W Wielki Czwartek rano rozpoczęło się posiedzenie sądu w sprawie ewentualnego aresztu dla duchownego będącego szefem fundacji Profeto. Jak mówi Opoce mec. Krzysztof Wąsowski, zakonnikowi postawiono jednocześnie zarzuty popełnienia przestępstwa urzędniczego i menadżerskiego. Chodzi o art. 231 Kodeksu Karnego, gdzie mowa o nadużyciu uprawnień przez funkcjonariusza publicznego i o art. 296 KK dotyczący wyrządzenia szkody w obrocie gospodarczym. Maksymalna kara może wynosić 10 lat pozbawienia wolności.

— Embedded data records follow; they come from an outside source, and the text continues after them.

//! Derived spectrum view
//!
//! Turns a plan into chart rows that share one frequency axis. Row 0 shows
//! the input together with the first stage's image; row `k` shows what
//! mixer `k` produces. Each row carries the LO marker of the stage that will
//! consume its bands.

use crate::domain::axis::{compute_domain, AxisRange};
use crate::domain::band::FrequencyBand;
use crate::domain::labels::Label;
use crate::domain::mixer::chain::ChainOutput;
use crate::domain::state::PlanState;
use serde::{Deserialize, Serialize};

/// What a band on the chart represents
#[derive(Debug, Clone, Copy, PartialEq, Eq, Hash, Serialize, Deserialize)]
#[serde(rename_all = "lowercase")]
pub enum BandRole {
    Input,
    Image,
    If,
    Sum,
    Output,
    Bypass,
}

#[derive(Debug, Clone, Copy, PartialEq, Serialize, Deserialize)]
pub struct ChartBand {
    pub role: BandRole,
    #[serde(flatten)]
    pub band: FrequencyBand,
}

/// Vertical LO line; `stage` is one-based
#[derive(Debug, Clone, Copy, PartialEq, Serialize, Deserialize)]
pub struct LoMarker {
    pub stage: usize,
    pub freq: f64,
}

impl LoMarker {
    pub fn label(&self) -> Label {
        Label::LoMarker(self.stage)
    }
}

#[derive(Debug, Clone, PartialEq, Serialize, Deserialize)]
pub struct SpectrumRow {
    /// 0 for the input row, otherwise the one-based mixer number
    pub stage: usize,
    pub bands: Vec<ChartBand>,
    pub markers: Vec<LoMarker>,
}

impl SpectrumRow {
    pub fn title(&self) -> Label {
        match self.stage {
            0 => Label::InputStage,
            n => Label::MixerOutputStage(n),
        }
    }
}

#[derive(Debug, Clone, PartialEq, Serialize, Deserialize)]
pub struct SpectrumView {
    pub range: AxisRange,
    pub ticks: Vec<f64>,
    pub rows: Vec<SpectrumRow>,
}

impl SpectrumView {
    pub fn build(state: &PlanState, max_ticks: usize) -> Self {
        Self::from_chain(&state.chain(), max_ticks)
    }

    pub fn from_chain(chain: &ChainOutput, max_ticks: usize) -> Self {
        let range = compute_domain(&chain.all_bands());
        let ticks = range.ticks(max_ticks);

        let marker_for = |index: usize| -> Vec<LoMarker> {
            chain
                .stage(index)
                .and_then(|stage| stage.config.lo_marker())
                .map(|freq| LoMarker {
                    stage: index + 1,
                    freq,
                })
                .into_iter()
                .collect()
        };

        let mut input_bands = vec![ChartBand {
            role: BandRole::Input,
            band: chain.input,
        }];
        if let Some(image) = chain.stage(0).and_then(|stage| stage.result.image) {
            input_bands.push(ChartBand {
                role: BandRole::Image,
                band: image,
            });
        }

        let mut rows = Vec::with_capacity(chain.stages.len() + 1);
        rows.push(SpectrumRow {
            stage: 0,
            bands: input_bands,
            markers: marker_for(0),
        });

        let last = chain.stages.len().saturating_sub(1);
        for stage in &chain.stages {
            let result = &stage.result;
            let bands = if stage.config.mode.is_bypass() {
                vec![ChartBand {
                    role: BandRole::Bypass,
                    band: result.diff,
                }]
            } else {
                let diff_role = if stage.index == last {
                    BandRole::Output
                } else {
                    BandRole::If
                };
                std::iter::once(ChartBand {
                    role: diff_role,
                    band: result.diff,
                })
                .chain(result.sum.map(|band| ChartBand {
                    role: BandRole::Sum,
                    band,
                }))
                .collect()
            };

            rows.push(SpectrumRow {
                stage: stage.index + 1,
                bands,
                markers: marker_for(stage.index + 1),
            });
        }

        Self { range, ticks, rows }
    }
}
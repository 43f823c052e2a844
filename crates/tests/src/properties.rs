//! Property tests for the band, mixing and axis rules

use proptest::prelude::*;
use rfplan_core::{
    compute_domain, make_band, mix, nice_ticks, run_chain, FrequencyBand, MixerConfig, MixerMode,
};
use crate::fixtures::approx_eq;

fn freq() -> impl Strategy<Value = f64> {
    0.0..10_000.0f64
}

fn bandwidth() -> impl Strategy<Value = f64> {
    0.0..2_000.0f64
}

fn active_mode() -> impl Strategy<Value = MixerMode> {
    prop_oneof![Just(MixerMode::Fixed), Just(MixerMode::Variable)]
}

fn stage() -> impl Strategy<Value = MixerConfig> {
    (
        prop_oneof![
            Just(MixerMode::Bypass),
            Just(MixerMode::Fixed),
            Just(MixerMode::Variable)
        ],
        freq(),
    )
        .prop_map(|(mode, lo)| MixerConfig::new(mode, lo, 0.0, 10_000.0))
}

proptest! {
    #[test]
    fn band_edges_match_center_and_width(center in -10_000.0..10_000.0f64, bw in -2_000.0..2_000.0f64) {
        let band = make_band(center, bw);
        prop_assert!(approx_eq(band.end - band.start, bw));
        prop_assert!(approx_eq((band.start + band.end) / 2.0, center));
    }

    #[test]
    fn bypass_is_identity(center in freq(), bw in bandwidth(), lo in freq()) {
        let input = FrequencyBand::new(center, bw);
        let result = mix(&input, lo, MixerMode::Bypass);
        prop_assert_eq!(result.diff, input);
        prop_assert!(result.sum.is_none());
        prop_assert!(result.image.is_none());
    }

    #[test]
    fn diff_edges_are_ordered(center in freq(), bw in bandwidth(), lo in freq(), mode in active_mode()) {
        let result = mix(&FrequencyBand::new(center, bw), lo, mode);
        prop_assert!(result.diff.start <= result.diff.end);
        prop_assert!(result.diff.start >= 0.0);
        prop_assert_eq!(result.diff.bw, bw);
    }

    #[test]
    fn sum_is_exact_translation(center in freq(), bw in bandwidth(), lo in freq()) {
        let input = FrequencyBand::new(center, bw);
        let sum = mix(&input, lo, MixerMode::Fixed).sum.unwrap();
        prop_assert_eq!(sum.start, input.start + lo);
        prop_assert_eq!(sum.end, input.end + lo);
        prop_assert_eq!(sum.center, input.center + lo);
        prop_assert_eq!(sum.bw, input.bw);
    }

    #[test]
    fn image_is_never_negative(center in freq(), bw in bandwidth(), lo in freq()) {
        let image = mix(&FrequencyBand::new(center, bw), lo, MixerMode::Fixed).image.unwrap();
        prop_assert!(image.center >= 0.0);
        prop_assert!(approx_eq(image.center, (2.0 * lo - center).abs()));
    }

    #[test]
    fn domain_covers_bands(bands in prop::collection::vec(
        prop::option::of((freq(), bandwidth()).prop_map(|(c, bw)| FrequencyBand::new(c, bw))),
        0..8,
    )) {
        let range = compute_domain(&bands);
        prop_assert!(range.min >= 0.0);
        prop_assert!(range.max >= range.min);
        for band in bands.iter().flatten() {
            prop_assert!(range.min <= band.start.max(0.0));
            prop_assert!(range.max >= band.end);
        }
    }

    #[test]
    fn ticks_are_ascending_and_inside(min in 0.0..5_000.0f64, span in 0.01..5_000.0f64, max_ticks in 2usize..20) {
        let max = min + span;
        let ticks = nice_ticks(min, max, max_ticks);
        prop_assert!(ticks.windows(2).all(|w| w[0] <= w[1]));
        for tick in &ticks {
            // rounding to 2 decimals may nudge the ends slightly
            prop_assert!(*tick >= min - 0.005 && *tick <= max + 0.005);
        }
        prop_assert!(ticks.len() <= 2 * max_ticks + 1);
    }

    #[test]
    fn chain_feeds_diff_forward(center in freq(), bw in bandwidth(), stages in prop::collection::vec(stage(), 0..5)) {
        let chain = run_chain(FrequencyBand::new(center, bw), &stages);
        prop_assert_eq!(chain.stages.len(), stages.len());
        for pair in chain.stages.windows(2) {
            prop_assert_eq!(pair[1].input, pair[0].result.diff);
        }
    }
}

#[test]
fn degenerate_tick_axis() {
    assert_eq!(nice_ticks(7.5, 7.5, 10), vec![7.5]);
    assert_eq!(nice_ticks(10.0, 3.0, 10), vec![10.0]);
}

#[test]
fn empty_domain_fallback() {
    let range = compute_domain(&[None, None, None]);
    assert_eq!((range.min, range.max), (0.0, 1000.0));
}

Ks. Michał Olszewski, sercanin, został zatrzymany we wtorek 26 kwietnia. Tego samego dnia funkcjonariusze Agencji Bezpieczeństwa Wewnętrznego weszli do trzech domów należących do sercanów.
„Funkcjonariusze ABW przyszli i prowadzili czynności w Warszawie, w Stopnicy i w Stadnikach – powiedział Katolickiej Agencji Informacyjnej ks. Włodzimierz Płatek, rzecznik zgromadzenia. – Tam były czasowe miejsca, gdzie Profeto prowadziło swoją działalność. Natomiast miejscem realnego funkcjonowania tej Fundacji dzisiaj są Stadniki”.
Ks. Płatek dodał, że w Warszawie i Stopnicy czynności trwały krótko, bo nie było tam żadnych materiałów, a w Stadnikach funkcjonariusze ABW przebywali od rana do godz. 15.00. Rzecznik zgromadzenia poinformował też, że od wtorku nie było kontaktu z ks. Michałem Olszewskim.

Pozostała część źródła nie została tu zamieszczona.